How To Warm Up For Strength Training
In Strength Revolution we have a simple and effective way of warming up prior to training. You should never skip your warm up as it is a highly effective method of injury prevention.
You are going to warm up by doing the prescribed exercise at lighter weights, that will get progressively heavier until you reach your working weight for that day's session.
If you are barbell training, start with the empty bar and perform the exercise. Then begin adding weights according to the percentage of your working weight for that day. The percentage system we use is.
warming up
If you are barbell training, start with the empty bar for 1-2 set of 5 reps. For squats start with the bodyweight stretch and shoulder stretches if you need them.
Warm up 1: 50% x 5 reps.
Warm up 2: 70% x 3-4 reps.
Warm up 3: 80% x 1 rep.
Warm up 4: 90% x 1 rep. Then rest 2 or more mins as needed and you are ready to do your sets for the day at working weight.
If your workout is Squat followed by lunges, just warm up with the squat. Then you can go straight to leg lunges as you have already warmed your legs. If you were to go from squat to bicep curls, or squat to shoulder press, then you would use the same protocol to warm up that new body part.
Contraindications:
Stretching. This is very common in gyms mainly due to out of date coaching practices and simply because people feel they should be doing it. The latest research informs us that stretching prior to weightlifting is advised against because it can have an analgesic effect on muscles which could contribute to a potential injury. Also the range of motion in each lift is designed to work the normal movement pattern anyway. This means that additional stretching is not required unless we are working on a poor flexibility issue with you. For those that enjoy Yoga, Tai Chi etc, this is absolutely fine to continue these practices, however it is recommended to keep them separated by several hours at least from your resistance training.

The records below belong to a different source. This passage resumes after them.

// SPDX-FileCopyrightText: 2025 Semiotic Labs
//
// SPDX-License-Identifier: Apache-2.0

//! Common interface of the scoring engines

use std::fmt;

use shared_types::{SpamLabel, TrainingExample};

use crate::{
    error::{SpamPredictorError, SpamPredictorResult},
    normalizer::{Normalizer, NormalizerConfig},
    store::ModelState,
    types::{EngineKind, PredictionResult},
};

/// A spam scorer that can be trained, queried and persisted
///
/// Implementations are synchronous and CPU-bound. Callers that share an
/// engine across threads serialize `train`/`restore_state` against
/// `predict` themselves.
pub trait ClassificationEngine: Send + Sync + fmt::Debug {
    /// Which strategy this engine implements
    fn kind(&self) -> EngineKind;

    /// Whether `predict` can be called
    fn is_ready(&self) -> bool;

    /// Fit the engine on a labeled corpus, replacing any previous model
    ///
    /// On error the previous model is left untouched.
    fn train(&mut self, corpus: &[TrainingExample]) -> SpamPredictorResult<()>;

    /// Classify one text
    fn predict(&self, text: &str) -> SpamPredictorResult<PredictionResult>;

    /// Snapshot of the learned or configured state
    fn export_state(&self) -> SpamPredictorResult<ModelState>;

    /// Replace the engine state with a persisted one
    fn restore_state(
        &mut self,
        normalizer: NormalizerConfig,
        state: ModelState,
    ) -> SpamPredictorResult<()>;

    /// Normalizer the engine tokenizes with
    fn normalizer(&self) -> &Normalizer;
}

/// Reject corpora the statistical classifier cannot learn from
pub fn validate_corpus(corpus: &[TrainingExample]) -> SpamPredictorResult<()> {
    if corpus.len() < 2 {
        return Err(SpamPredictorError::insufficient_data(format!(
            "at least 2 examples are required, got {}",
            corpus.len()
        )));
    }

    for label in SpamLabel::ALL {
        if !corpus.iter().any(|example| example.label == label) {
            return Err(SpamPredictorError::insufficient_data(format!(
                "corpus has no {label} examples"
            )));
        }
    }

    Ok(())
}
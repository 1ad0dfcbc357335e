// Copyright 2020-2023 The NATS Authors
// Licensed under the Apache License, Version 2.0 (the "License");
// you may not use this file except in compliance with the License.
// You may obtain a copy of the License at
//
// http://www.apache.org/licenses/LICENSE-2.0
//
// Unless required by applicable law or agreed to in writing, software
// distributed under the License is distributed on an "AS IS" BASIS,
// WITHOUT WARRANTIES OR CONDITIONS OF ANY KIND, either express or implied.
// See the License for the specific language governing permissions and
// limitations under the License.
//
//! The application-visible JetStream message, its ack machinery, and the
//! metadata parsed out of its ack-reply subject.

use std::sync::Arc;
use std::time::Duration;

use bytes::Bytes;

use crate::header::HeaderMap;
use crate::transport::Transport;
use crate::Error;

/// A decoded delivery subject token grammar:
/// `$JS.ACK.<stream>.<consumer>.<num_delivered>.<stream_seq>.<consumer_seq>.<timestamp>.<pending>[.<domain>]`
///
/// This is the classic JetStream ack-reply format; the client must parse it
/// to recover sequence numbers the broker doesn't otherwise repeat in the
/// payload.
#[derive(Debug, Clone, PartialEq, Eq)]
pub struct Info {
    pub domain: Option<String>,
    pub stream: String,
    pub consumer: String,
    pub num_delivered: u64,
    pub stream_sequence: u64,
    pub consumer_sequence: u64,
    pub published_nanos: i128,
    pub pending: u64,
}

/// Parses JetStream metadata out of a message's reply subject. Returns
/// `None` if `reply` doesn't look like an ack-reply subject at all (e.g. a
/// flow-control or heartbeat frame, which carry no payload metadata).
pub fn parse_info(reply: &str) -> Result<Info, Error> {
    let tokens: Vec<&str> = reply.split('.').collect();
    // Either "$JS.ACK.<stream>.<consumer>.<delivered>.<sseq>.<cseq>.<ts>.<pending>"
    // (9 tokens) or the same with a leading domain token inserted after ACK
    // (10 tokens): "$JS.ACK.<domain>.<stream>...".
    let (domain, rest) = match tokens.len() {
        9 if tokens[0] == "$JS" && tokens[1] == "ACK" => (None, &tokens[2..]),
        10 if tokens[0] == "$JS" && tokens[1] == "ACK" => {
            let domain = if tokens[2] == "_" { None } else { Some(tokens[2].to_string()) };
            (domain, &tokens[3..])
        }
        _ => {
            return Err(Error::Transport(format!(
                "{reply} is not a valid JetStream ack-reply subject"
            )))
        }
    };

    let parse_u64 = |s: &str| {
        s.parse::<u64>().map_err(|_| {
            Error::Transport(format!("{reply} has a non-numeric token: {s}"))
        })
    };

    Ok(Info {
        domain,
        stream: rest[0].to_string(),
        consumer: rest[1].to_string(),
        num_delivered: parse_u64(rest[2])?,
        stream_sequence: parse_u64(rest[3])?,
        consumer_sequence: parse_u64(rest[4])?,
        published_nanos: rest[5].parse::<i128>().unwrap_or(0),
        pending: parse_u64(rest[6])?,
    })
}

/// The kinds of response used for acknowledging a processed message. Carries
/// `Nak`'s optional redelivery delay, matching real call sites like
/// `ack_with(AckKind::Nak(None))`.
#[derive(Debug, Clone, Copy, PartialEq, Eq)]
pub enum AckKind {
    Ack,
    Nak(Option<Duration>),
    Progress,
    Next,
    Term,
}

impl From<AckKind> for Bytes {
    fn from(kind: AckKind) -> Self {
        match kind {
            AckKind::Ack => Bytes::from_static(b"+ACK"),
            AckKind::Nak(None) => Bytes::from_static(b"-NAK"),
            AckKind::Nak(Some(delay)) => {
                Bytes::from(format!("-NAK {{\"delay\":{}}}", delay.as_nanos()))
            }
            AckKind::Progress => Bytes::from_static(b"+WPI"),
            AckKind::Next => Bytes::from_static(b"+NXT"),
            AckKind::Term => Bytes::from_static(b"+TERM"),
        }
    }
}

/// A message delivered by a JetStream consumer.
#[derive(Clone)]
pub struct Message {
    pub subject: String,
    pub reply: Option<String>,
    pub headers: Option<HeaderMap>,
    pub payload: Bytes,
    pub(crate) transport: Arc<dyn Transport>,
}

impl std::fmt::Debug for Message {
    fn fmt(&self, f: &mut std::fmt::Formatter<'_>) -> std::fmt::Result {
        f.debug_struct("Message")
            .field("subject", &self.subject)
            .field("reply", &self.reply)
            .field("payload_len", &self.payload.len())
            .finish()
    }
}

impl Message {
    /// Parses JetStream metadata from this message's reply subject.
    pub fn info(&self) -> Result<Info, Error> {
        let reply = self
            .reply
            .as_deref()
            .ok_or_else(|| Error::Transport("message has no reply subject".into()))?;
        parse_info(reply)
    }

    /// Acknowledges delivery by sending `+ACK` to the reply subject.
    pub async fn ack(&self) -> Result<(), Error> {
        self.ack_with(AckKind::Ack).await
    }

    /// Acknowledges delivery with a specific [`AckKind`].
    pub async fn ack_with(&self, kind: AckKind) -> Result<(), Error> {
        let reply = self
            .reply
            .clone()
            .ok_or_else(|| Error::Transport("message has no reply subject, not ackable".into()))?;
        self.transport
            .publish(&reply, kind.into(), None, None)
            .await
    }

    /// Sends `+ACK` and waits for the server's confirmation reply, for
    /// "exactly once" processing semantics.
    pub async fn double_ack(&self) -> Result<(), Error> {
        let reply = self
            .reply
            .clone()
            .ok_or_else(|| Error::Transport("message has no reply subject, not ackable".into()))?;
        self.transport
            .request(&reply, AckKind::Ack.into(), None, Duration::from_secs(5))
            .await?;
        Ok(())
    }
}

/// Application callback used by non-iterator subscriptions: the callback
/// variant of the frame adapter.
pub type MessageCallback = Arc<dyn Fn(Result<Message, Error>) + Send + Sync>;

#[cfg(test)]
mod tests {
    use super::*;

    #[test]
    fn parses_ack_reply_without_domain() {
        let info = parse_info("$JS.ACK.ORDERS.processor.1.42.7.1690000000000000000.3").unwrap();
        assert_eq!(info.stream, "ORDERS");
        assert_eq!(info.consumer, "processor");
        assert_eq!(info.num_delivered, 1);
        assert_eq!(info.stream_sequence, 42);
        assert_eq!(info.consumer_sequence, 7);
        assert_eq!(info.pending, 3);
        assert_eq!(info.domain, None);
    }

    #[test]
    fn parses_ack_reply_with_domain() {
        let info = parse_info("$JS.ACK.hub.ORDERS.processor.1.42.7.1690000000000000000.3").unwrap();
        assert_eq!(info.domain.as_deref(), Some("hub"));
        assert_eq!(info.stream, "ORDERS");
    }

    #[test]
    fn rejects_non_ack_subjects() {
        assert!(parse_info("some.other.subject").is_err());
    }

    #[test]
    fn nak_with_delay_encodes_json_suffix() {
        let bytes: Bytes = AckKind::Nak(Some(Duration::from_secs(1))).into();
        assert_eq!(bytes, Bytes::from_static(b"-NAK {\"delay\":1000000000}"));
    }
}
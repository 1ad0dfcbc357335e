// Copyright 2020-2023 The NATS Authors
// Licensed under the Apache License, Version 2.0 (the "License");
// you may not use this file except in compliance with the License.
// You may obtain a copy of the License at
//
// http://www.apache.org/licenses/LICENSE-2.0
//
// Unless required by applicable law or agreed to in writing, software
// distributed under the License is distributed on an "AS IS" BASIS,
// WITHOUT WARRANTIES OR CONDITIONS OF ANY KIND, either express or implied.
// See the License for the specific language governing permissions and
// limitations under the License.
//
//! Pull subscription: extends [`JetStreamSubscription`] with the explicit
//! `pull` operation. Everything else (flow control, idle-heartbeat wiring,
//! destroy/info RPCs) is inherited unchanged; a pull subscription is never
//! ordered, so none of the gap-detection machinery in
//! [`crate::jetstream_subscription`] engages for it.

use std::sync::Arc;
use std::time::Duration;

use serde::Serialize;

use crate::error::ErrorKind;
use crate::heartbeat::{HeartbeatMonitor, DEFAULT_MAX_OUT};
use crate::jetstream_subscription::{JetStreamSubscription, StartArgs};
use crate::message::Message;
use crate::stream::encode_json;
use crate::transport::{Feature, Transport};
use crate::Error;

/// The body of a `CONSUMER.MSG.NEXT` request.
#[derive(Serialize)]
pub(crate) struct PullRequest {
    pub batch: usize,
    #[serde(skip_serializing_if = "Option::is_none")]
    pub no_wait: Option<bool>,
    #[serde(skip_serializing_if = "Option::is_none")]
    pub max_bytes: Option<usize>,
    #[serde(skip_serializing_if = "Option::is_none")]
    pub expires: Option<u64>,
    #[serde(skip_serializing_if = "Option::is_none")]
    pub idle_heartbeat: Option<u64>,
}

/// Per-`pull` options.
#[derive(Debug, Clone, Default)]
pub struct PullOptions {
    pub batch: usize,
    pub no_wait: bool,
    pub max_bytes: Option<usize>,
    pub expires: Option<Duration>,
    pub idle_heartbeat: Option<Duration>,
}

/// A pull subscription: a [`JetStreamSubscription`] plus the explicit
/// request a pull consumer needs before the server sends anything at all.
pub struct PullSubscription {
    jetstream: JetStreamSubscription,
    transport: Arc<dyn Transport>,
    prefix: String,
    stream: String,
}

impl PullSubscription {
    pub async fn start(args: StartArgs) -> Result<(Self, Option<crate::iterator::QueuedIterator<Message>>), Error> {
        let transport = args.transport.clone();
        let prefix = args.prefix.clone();
        let stream = args.stream.clone();
        let (jetstream, iter) = JetStreamSubscription::start(args).await?;
        Ok((
            Self {
                jetstream,
                transport,
                prefix,
                stream,
            },
            iter,
        ))
    }

    /// Requests up to `opts.batch` messages (or `opts.max_bytes` worth) from
    /// the server on this subscription's deliver inbox.
    pub async fn pull(&self, opts: PullOptions) -> Result<(), Error> {
        if let Some(max_bytes) = opts.max_bytes {
            if max_bytes > 0 && !self.transport.supports_feature(Feature::PullMaxBytes) {
                return Err(Error::server(
                    ErrorKind::RequestFailed,
                    "server does not support max_bytes pull requests",
                ));
            }
        }

        let idle_heartbeat = opts.idle_heartbeat.filter(|d| !d.is_zero());
        if let Some(hb) = idle_heartbeat {
            match opts.expires {
                Some(expires) if expires > hb => {}
                _ => {
                    return Err(Error::Config(
                        "idle_heartbeat on a pull requires expires > idle_heartbeat".into(),
                    ))
                }
            }
        }

        // Cancel any prior heartbeat monitor on each pull.
        self.jetstream.heartbeat_cell().lock().unwrap().take();
        if let (Some(expires), Some(hb)) = (opts.expires, idle_heartbeat) {
            let injector = self.jetstream.injector().clone();
            let monitor = HeartbeatMonitor::new(hb, DEFAULT_MAX_OUT, Some(expires), move |count| {
                injector.inject_terminal(
                    ErrorKind::IdleHeartbeatMissed,
                    format!("missed {count} consecutive heartbeats during pull"),
                );
                true
            });
            *self.jetstream.heartbeat_cell().lock().unwrap() = Some(monitor);
        }

        let body = PullRequest {
            batch: opts.batch,
            no_wait: opts.no_wait.then_some(true),
            max_bytes: opts.max_bytes.filter(|&b| b > 0),
            expires: opts.expires.map(|d| d.as_nanos() as u64),
            idle_heartbeat: idle_heartbeat.map(|d| d.as_nanos() as u64),
        };
        let payload = encode_json(&body)?;
        let subject = format!(
            "{}.CONSUMER.MSG.NEXT.{}.{}",
            self.prefix,
            self.stream,
            self.jetstream.consumer_name()
        );
        self.transport
            .publish(&subject, payload, Some(self.jetstream.deliver_subject()), None)
            .await
    }

    pub async fn consumer_info(&self) -> Result<crate::consumer::ConsumerInfo, Error> {
        self.jetstream.consumer_info().await
    }

    pub async fn destroy(self) -> Result<(), Error> {
        self.jetstream.destroy().await
    }
}
// Copyright 2020-2023 The NATS Authors
// Licensed under the Apache License, Version 2.0 (the "License");
// you may not use this file except in compliance with the License.
// You may obtain a copy of the License at
//
// http://www.apache.org/licenses/LICENSE-2.0
//
// Unless required by applicable law or agreed to in writing, software
// distributed under the License is distributed on an "AS IS" BASIS,
// WITHOUT WARRANTIES OR CONDITIONS OF ANY KIND, either express or implied.
// See the License for the specific language governing permissions and
// limitations under the License.
//
//! A bounded(-by-channel), cancellable, asynchronous sequence of typed
//! values produced from incoming frames.
//!
//! [`queued_iterator`] returns a producer [`QueuedIteratorHandle`] and a
//! consumer [`QueuedIterator`], which implements [`futures::Stream`] so
//! application code consumes it the same way it consumes any other NATS
//! subscription (`while let Some(item) = messages.next().await`).
//!
//! The split into `ingest` (does this frame become an application-visible
//! value) and `protocol` (does this frame still count for flow-control and
//! heartbeat bookkeeping even if not ingested) happens one layer up, in the
//! typed subscription's frame adapter. By the time a value reaches this
//! module it has already been decided that it belongs in the stream. What
//! remains here is the one hook that genuinely belongs to the iterator
//! itself: [`QueuedIteratorHandle::set_protocol_filter`], a last-chance veto
//! run immediately before enqueue.

use std::pin::Pin;
use std::sync::atomic::{AtomicBool, Ordering};
use std::sync::{Arc, Mutex};
use std::task::{Context, Poll};

use futures::Stream;
use tokio::sync::mpsc;

use crate::Error;

enum IterMsg<T> {
    Item(T),
    Err(Error),
    End,
}

type ProtocolFilter<T> = Box<dyn FnMut(&T) -> bool + Send>;
type DispatchedFn<T> = Box<dyn FnMut(Option<&T>) + Send>;

/// Producer-side handle: pushes values or stops the iterator. Cheap to
/// clone and safe to hand to a background task.
#[derive(Clone)]
pub struct QueuedIteratorHandle<T> {
    tx: mpsc::UnboundedSender<IterMsg<T>>,
    protocol_filter: Arc<Mutex<Option<ProtocolFilter<T>>>>,
    stopped: Arc<AtomicBool>,
}

/// Consumer-side handle: a `Stream` of `Result<T, Error>` that ends either
/// when the channel closes cleanly or when an error is pushed.
pub struct QueuedIterator<T> {
    rx: mpsc::UnboundedReceiver<IterMsg<T>>,
    dispatched: Option<DispatchedFn<T>>,
    done: bool,
}

/// Builds a fresh producer/consumer pair.
pub fn queued_iterator<T>() -> (QueuedIteratorHandle<T>, QueuedIterator<T>) {
    let (tx, rx) = mpsc::unbounded_channel();
    (
        QueuedIteratorHandle {
            tx,
            protocol_filter: Arc::new(Mutex::new(None)),
            stopped: Arc::new(AtomicBool::new(false)),
        },
        QueuedIterator {
            rx,
            dispatched: None,
            done: false,
        },
    )
}

impl<T> QueuedIteratorHandle<T> {
    /// Installs the pre-enqueue veto (`protocolFilterFn`). Returning `false`
    /// drops the value silently, used to keep already-observed heartbeats
    /// out of the application-visible stream.
    pub fn set_protocol_filter<F>(&self, filter: F)
    where
        F: FnMut(&T) -> bool + Send + 'static,
    {
        *self.protocol_filter.lock().unwrap() = Some(Box::new(filter));
    }

    /// Enqueues `item` unless the iterator has already been stopped or the
    /// protocol filter vetoes it.
    pub fn push(&self, item: T) {
        if self.stopped.load(Ordering::SeqCst) {
            return;
        }
        let keep = {
            let mut filter = self.protocol_filter.lock().unwrap();
            match filter.as_mut() {
                Some(f) => f(&item),
                None => true,
            }
        };
        if keep {
            let _ = self.tx.send(IterMsg::Item(item));
        }
    }

    /// Stops the iterator. With `Some(err)`, the next consumer read surfaces
    /// `err` and the iterator closes; with `None`, the iterator ends
    /// cleanly as if the source had run dry. Idempotent: a second call is a
    /// no-op.
    pub fn stop(&self, err: Option<Error>) {
        if self.stopped.swap(true, Ordering::SeqCst) {
            return;
        }
        let msg = match err {
            Some(e) => IterMsg::Err(e),
            None => IterMsg::End,
        };
        let _ = self.tx.send(msg);
    }

    pub fn is_stopped(&self) -> bool {
        self.stopped.load(Ordering::SeqCst)
    }
}

impl<T> QueuedIterator<T> {
    /// Installs the post-yield hook (`dispatchedFn`), run after each
    /// value this iterator yields to the application (and once, with
    /// `None`, when the stream ends cleanly). Used for auto-ack and for
    /// stopping a fetch once its batch target is reached.
    pub fn set_dispatched<F>(&mut self, f: F)
    where
        F: FnMut(Option<&T>) + Send + 'static,
    {
        self.dispatched = Some(Box::new(f));
    }
}

impl<T: Unpin> Stream for QueuedIterator<T> {
    type Item = Result<T, Error>;

    fn poll_next(mut self: Pin<&mut Self>, cx: &mut Context<'_>) -> Poll<Option<Self::Item>> {
        if self.done {
            return Poll::Ready(None);
        }
        match self.rx.poll_recv(cx) {
            Poll::Ready(Some(IterMsg::Item(item))) => {
                if let Some(dispatched) = self.dispatched.as_mut() {
                    dispatched(Some(&item));
                }
                Poll::Ready(Some(Ok(item)))
            }
            Poll::Ready(Some(IterMsg::Err(err))) => {
                self.done = true;
                Poll::Ready(Some(Err(err)))
            }
            Poll::Ready(Some(IterMsg::End)) | Poll::Ready(None) => {
                self.done = true;
                if let Some(dispatched) = self.dispatched.as_mut() {
                    dispatched(None);
                }
                Poll::Ready(None)
            }
            Poll::Pending => Poll::Pending,
        }
    }
}

#[cfg(test)]
mod tests {
    use super::*;
    use crate::error::ErrorKind;
    use futures::StreamExt;

    #[tokio::test]
    async fn yields_pushed_values_in_order() {
        let (handle, mut iter) = queued_iterator::<u32>();
        handle.push(1);
        handle.push(2);
        handle.stop(None);

        assert_eq!(iter.next().await.unwrap().unwrap(), 1);
        assert_eq!(iter.next().await.unwrap().unwrap(), 2);
        assert!(iter.next().await.is_none());
    }

    #[tokio::test]
    async fn stop_with_error_surfaces_then_closes() {
        let (handle, mut iter) = queued_iterator::<u32>();
        handle.push(1);
        handle.stop(Some(Error::server(ErrorKind::MaxBatchExceeded, "Exceeded MaxBatch")));

        assert_eq!(iter.next().await.unwrap().unwrap(), 1);
        let err = iter.next().await.unwrap().unwrap_err();
        assert_eq!(err.kind(), Some(ErrorKind::MaxBatchExceeded));
        assert!(iter.next().await.is_none());
    }

    #[tokio::test]
    async fn protocol_filter_drops_vetoed_values() {
        let (handle, mut iter) = queued_iterator::<u32>();
        handle.set_protocol_filter(|v| *v % 2 == 0);
        handle.push(1);
        handle.push(2);
        handle.stop(None);

        assert_eq!(iter.next().await.unwrap().unwrap(), 2);
        assert!(iter.next().await.is_none());
    }

    #[tokio::test]
    async fn dispatched_hook_runs_after_each_yield_and_on_close() {
        let (handle, mut iter) = queued_iterator::<u32>();
        let seen = Arc::new(Mutex::new(Vec::new()));
        let seen_cb = seen.clone();
        iter.set_dispatched(move |v| seen_cb.lock().unwrap().push(v.copied()));

        handle.push(10);
        handle.stop(None);
        while iter.next().await.is_some() {}

        assert_eq!(*seen.lock().unwrap(), vec![Some(10), None]);
    }

    #[tokio::test]
    async fn double_stop_is_a_no_op() {
        let (handle, mut iter) = queued_iterator::<u32>();
        handle.stop(Some(Error::server(ErrorKind::ConsumerDeleted, "Consumer Deleted")));
        handle.stop(Some(Error::server(ErrorKind::MaxBatchExceeded, "Exceeded MaxBatch")));

        let err = iter.next().await.unwrap().unwrap_err();
        assert_eq!(err.kind(), Some(ErrorKind::ConsumerDeleted));
    }
}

Cardio. If the gym you are training in is particularly cold, you can use a machine such as a rower, bike or cross-trainer for 2-5 minutes to warm your body up. Most facilities are adequately temperature controlled so you can skip lengthy pre-workout cardio sessions and go straight to the warm up protocol described above. Cardio also trains a different energy system in the body to the one that is used by resistance training. From my experience, it's best to train these systems separately. I advise cardio workouts or classes are kept separate from your weight training. You can do them on the same day. Ideally, you lift first, then allow several hours before doing cardio.